Records from a data source:
────────
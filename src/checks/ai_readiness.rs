//! Readiness for AI search and answer engines

use super::content::THIN_WORDS;
use crate::checks::{
    ratio, AuditContext, Category, CategoryScore, Checker, CheckerReport, Effort, Evidence,
    Finding, Severity, NO_HTML_PAGES,
};
use async_trait::async_trait;
use url::Url;

/// Path fragments of pages that establish who runs the site
const TRUST_PATHS: &[&str] = &["/about", "/contact", "/team", "/company"];

pub struct AiReadinessChecker;

fn is_trust_link(link: &str) -> bool {
    Url::parse(link)
        .map(|url| {
            let path = url.path().to_lowercase();
            TRUST_PATHS.iter().any(|p| path.contains(p))
        })
        .unwrap_or(false)
}

#[async_trait]
impl Checker for AiReadinessChecker {
    fn name(&self) -> &'static str {
        "ai_readiness"
    }

    fn category(&self) -> Category {
        Category::AiReadiness
    }

    async fn evaluate(&self, ctx: &AuditContext) -> CheckerReport {
        let total = ctx.html_count();
        if total == 0 {
            return CheckerReport::scored(self, CategoryScore::not_measured(NO_HTML_PAGES), Vec::new());
        }

        let llms_ok = ctx.site_file_exists("/llms.txt").await;
        let trust_links = ctx
            .html_pages()
            .any(|(_, s)| s.internal_links.iter().any(|l| is_trust_link(l)));
        let schema_pages = ctx
            .html_pages()
            .filter(|(_, s)| !s.structured_data.is_empty())
            .count();
        let thin = ctx.html_pages().filter(|(_, s)| s.word_count < THIN_WORDS).count();
        let noindex = ctx.html_pages().filter(|(_, s)| s.is_noindex()).count();

        let site_root = format!("{}/", ctx.scope.origin());
        let blocked = if ctx.robots.found {
            ctx.robots.robots.blocked_ai_crawlers(&site_root)
        } else {
            Vec::new()
        };

        let mut score = 100.0;
        if !llms_ok {
            score -= 18.0;
        }
        if !trust_links {
            score -= 16.0;
        }
        score -= 20.0 * (1.0 - ratio(schema_pages, total));
        score -= 14.0 * ratio(thin, total);
        score -= 12.0 * ratio(noindex, total);
        if !blocked.is_empty() {
            score -= 10.0;
        }

        let mut findings = Vec::new();

        if !llms_ok {
            findings.push(
                Finding::new(
                    Category::AiReadiness,
                    Severity::Low,
                    "Missing llms.txt",
                    "No llms.txt detected.",
                )
                .impact("No explicit AI retrieval guidance is available at the root.")
                .recommendation("Publish llms.txt with clear citation and crawl guidance.")
                .evidence([Evidence::new(format!("{}llms.txt", site_root), "not found")])
                .effort(Effort::Low),
            );
        }

        if !trust_links {
            findings.push(
                Finding::new(
                    Category::AiReadiness,
                    Severity::Medium,
                    "No about or contact pages linked",
                    "No crawled page links to an about, contact, team or company page.",
                )
                .impact("Answer engines weigh clear ownership and contact signals when citing sources.")
                .recommendation("Link about and contact pages from the main navigation or footer.")
                .evidence([Evidence::new(ctx.scope.start().to_string(), "no trust navigation links")])
                .effort(Effort::Low),
            );
        }

        if !blocked.is_empty() {
            findings.push(
                Finding::new(
                    Category::AiReadiness,
                    Severity::Medium,
                    "AI crawlers blocked by robots.txt",
                    format!("robots.txt disallows {}.", blocked.join(", ")),
                )
                .impact("Blocked assistants cannot retrieve or cite the site's content.")
                .recommendation("Allow the AI crawlers you want citations from in robots.txt.")
                .evidence(
                    blocked
                        .iter()
                        .map(|agent| Evidence::new(ctx.robots.url.clone(), format!("{} disallowed", agent))),
                )
                .effort(Effort::Low),
            );
        }

        CheckerReport::scored(self, CategoryScore::measured(score), findings)
    }
}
────────
What you have to do: Taking the entries above, write out exactly each line from the one holding "#[async_trait]" to the one holding "if total == 0", both included, and stop there.

Exercise solution:
#[async_trait]
impl Checker for AiReadinessChecker {
    fn name(&self) -> &'static str {
        "ai_readiness"
    }

    fn category(&self) -> Category {
        Category::AiReadiness
    }

    async fn evaluate(&self, ctx: &AuditContext) -> CheckerReport {
        let total = ctx.html_count();
        if total == 0 {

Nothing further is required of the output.